Author and Victorian studies scholar Jay Clayton of Vanderbilt University will present a University Lecture Tuesday, March 27, at 4:30 p.m. in Kaufmann Auditorium of Goldwin Smith Hall. The title of Clayton's talk is "The Human Genome in Literature and Film." The lecture, which includes video images, is free and open to the public.
"Jay Clayton's research has direct bearing on students today, and I expect this talk to be of great interest to those enrolled in the biological sciences, science and technology studies as well as students in English, history and film," said Molly Hite, Cornell professor of English. "He is enthusiastically involved in contemporary culture even as he is dubious about some of its implications. And he knows his genetics."

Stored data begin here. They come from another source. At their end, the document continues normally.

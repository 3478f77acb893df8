use std::fmt;
use std::path::PathBuf;

use thiserror::Error;

/// Where an error surfaced: the document being evaluated and, when known,
/// the expression text that was being evaluated.
#[derive(Debug, Clone, PartialEq)]
pub struct Location {
    pub document: PathBuf,
    pub expression: Option<String>,
}

impl Location {
    pub fn new(document: impl Into<PathBuf>) -> Self {
        Self {
            document: document.into(),
            expression: None,
        }
    }

    pub fn with_expression(document: impl Into<PathBuf>, expression: impl Into<String>) -> Self {
        Self {
            document: document.into(),
            expression: Some(expression.into()),
        }
    }
}

impl fmt::Display for Location {
    fn fmt(&self, f: &mut fmt::Formatter<'_>) -> fmt::Result {
        match &self.expression {
            Some(expression) => write!(
                f,
                "in {} while evaluating `{}`",
                self.document.display(),
                expression
            ),
            None => write!(f, "in {}", self.document.display()),
        }
    }
}

/// Flat classification of a [`YamletError`], ignoring location frames.
#[derive(Debug, Clone, Copy, PartialEq, Eq)]
pub enum ErrorKind {
    Syntax,
    Name,
    Type,
    Arithmetic,
    CyclicImport,
    ImportNotFound,
    CyclicDefinition,
    RecursionLimit,
    Document,
    Io,
    Yaml,
}

#[derive(Debug, Error)]
pub enum YamletError {
    #[error("syntax error: {message} (at offset {offset})")]
    Syntax { message: String, offset: usize },

    #[error("name error: {0}")]
    Name(String),

    #[error("type error: {0}")]
    Type(String),

    #[error("arithmetic error: {0}")]
    Arithmetic(String),

    #[error("cyclic import of {} (import chain: {})", path.display(), format_chain(chain))]
    CyclicImport { path: PathBuf, chain: Vec<PathBuf> },

    #[error("import error: {0}")]
    ImportNotFound(String),

    #[error("cyclic definition: `{name}` depends on itself")]
    CyclicDefinition { name: String },

    #[error("call depth exceeded the limit of {limit} nested calls")]
    RecursionLimit { limit: usize },

    #[error("invalid document {}: {message}", path.display())]
    Document { path: PathBuf, message: String },

    #[error("cannot read {}: {source}", path.display())]
    Io {
        path: PathBuf,
        #[source]
        source: std::io::Error,
    },

    #[error("invalid YAML in {}: {message}", path.display())]
    Yaml { path: PathBuf, message: String },

    #[error("{source}\n  {location}")]
    Located {
        location: Location,
        #[source]
        source: Box<YamletError>,
    },
}

pub type YamletResult<T> = Result<T, YamletError>;

impl YamletError {
    pub fn syntax(message: impl Into<String>, offset: usize) -> Self {
        YamletError::Syntax {
            message: message.into(),
            offset,
        }
    }

    pub fn document(path: impl Into<PathBuf>, message: impl Into<String>) -> Self {
        YamletError::Document {
            path: path.into(),
            message: message.into(),
        }
    }

    /// Attaches a location frame. A frame identical to the outermost one is
    /// not repeated, so deep recursion through one function body reports a
    /// single frame.
    pub fn located(self, location: Location) -> Self {
        if let YamletError::Located {
            location: existing, ..
        } = &self
        {
            if *existing == location {
                return self;
            }
        }
        YamletError::Located {
            location,
            source: Box::new(self),
        }
    }

    pub fn kind(&self) -> ErrorKind {
        match self {
            YamletError::Syntax { .. } => ErrorKind::Syntax,
            YamletError::Name(_) => ErrorKind::Name,
            YamletError::Type(_) => ErrorKind::Type,
            YamletError::Arithmetic(_) => ErrorKind::Arithmetic,
            YamletError::CyclicImport { .. } => ErrorKind::CyclicImport,
            YamletError::ImportNotFound(_) => ErrorKind::ImportNotFound,
            YamletError::CyclicDefinition { .. } => ErrorKind::CyclicDefinition,
            YamletError::RecursionLimit { .. } => ErrorKind::RecursionLimit,
            YamletError::Document { .. } => ErrorKind::Document,
            YamletError::Io { .. } => ErrorKind::Io,
            YamletError::Yaml { .. } => ErrorKind::Yaml,
            YamletError::Located { source, .. } => source.kind(),
        }
    }

    /// The innermost error, with all location frames stripped.
    pub fn root(&self) -> &YamletError {
        match self {
            YamletError::Located { source, .. } => source.root(),
            other => other,
        }
    }

    /// Location frames from outermost (the top-level document) to innermost.
    pub fn locations(&self) -> Vec<&Location> {
        let mut frames = Vec::new();
        let mut current = self;
        while let YamletError::Located { location, source } = current {
            frames.push(location);
            current = source;
        }
        frames
    }
}

fn format_chain(chain: &[PathBuf]) -> String {
    chain
        .iter()
        .map(|path| path.display().to_string())
        .collect::<Vec<_>>()
        .join(" -> ")
}

#[cfg(test)]
mod tests {
    use super::*;
    use pretty_assertions::assert_eq;

    #[test]
    fn kind_looks_through_location_frames() {
        let err = YamletError::Name("name `x` is not defined".to_string())
            .located(Location::with_expression("inner.yaml", "x + 1"))
            .located(Location::with_expression("outer.yaml", "inner.f(1)"));
        assert_eq!(err.kind(), ErrorKind::Name);
        assert_eq!(err.locations().len(), 2);
        assert!(matches!(err.root(), YamletError::Name(_)));
    }

    #[test]
    fn identical_frames_are_collapsed() {
        let frame = Location::with_expression("lib.yaml", "f(x)");
        let err = YamletError::RecursionLimit { limit: 4 }
            .located(frame.clone())
            .located(frame.clone())
            .located(frame);
        assert_eq!(err.locations().len(), 1);
    }

    #[test]
    fn display_includes_document_and_expression() {
        let err = YamletError::Arithmetic("division by zero".to_string())
            .located(Location::with_expression("main.yaml", "1 / 0"));
        assert_eq!(
            err.to_string(),
            "arithmetic error: division by zero\n  in main.yaml while evaluating `1 / 0`"
        );
    }

    #[test]
    fn cyclic_import_names_the_chain() {
        let err = YamletError::CyclicImport {
            path: PathBuf::from("a.yaml"),
            chain: vec![
                PathBuf::from("a.yaml"),
                PathBuf::from("b.yaml"),
                PathBuf::from("a.yaml"),
            ],
        };
        assert_eq!(
            err.to_string(),
            "cyclic import of a.yaml (import chain: a.yaml -> b.yaml -> a.yaml)"
        );
    }
}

Clayton is among a handful of eminent professors of English who are creatively engaged with developments in information technology and biotechnology. He currently is at work on a book project titled Genome Time, which examines the different ways genetics discourses have entered popular and elite culture. Clayton has been invited to give the plenary address for the upcoming 10th anniversary celebration of the Ethical Legal and Social Implications program of the National Institutes of Health's Human Genome Project.
Clayton received his B.A. from Yale University and his Ph.D from the University of Virginia. He is a professor of English at Vanderbilt. He has written two award-winning books: The Pleasures of Babel: Contemporary American Literature and Theory (New York: Oxford University Press, 1993) and Romantic Vision and the Novel (Cambridge University Press, 1987).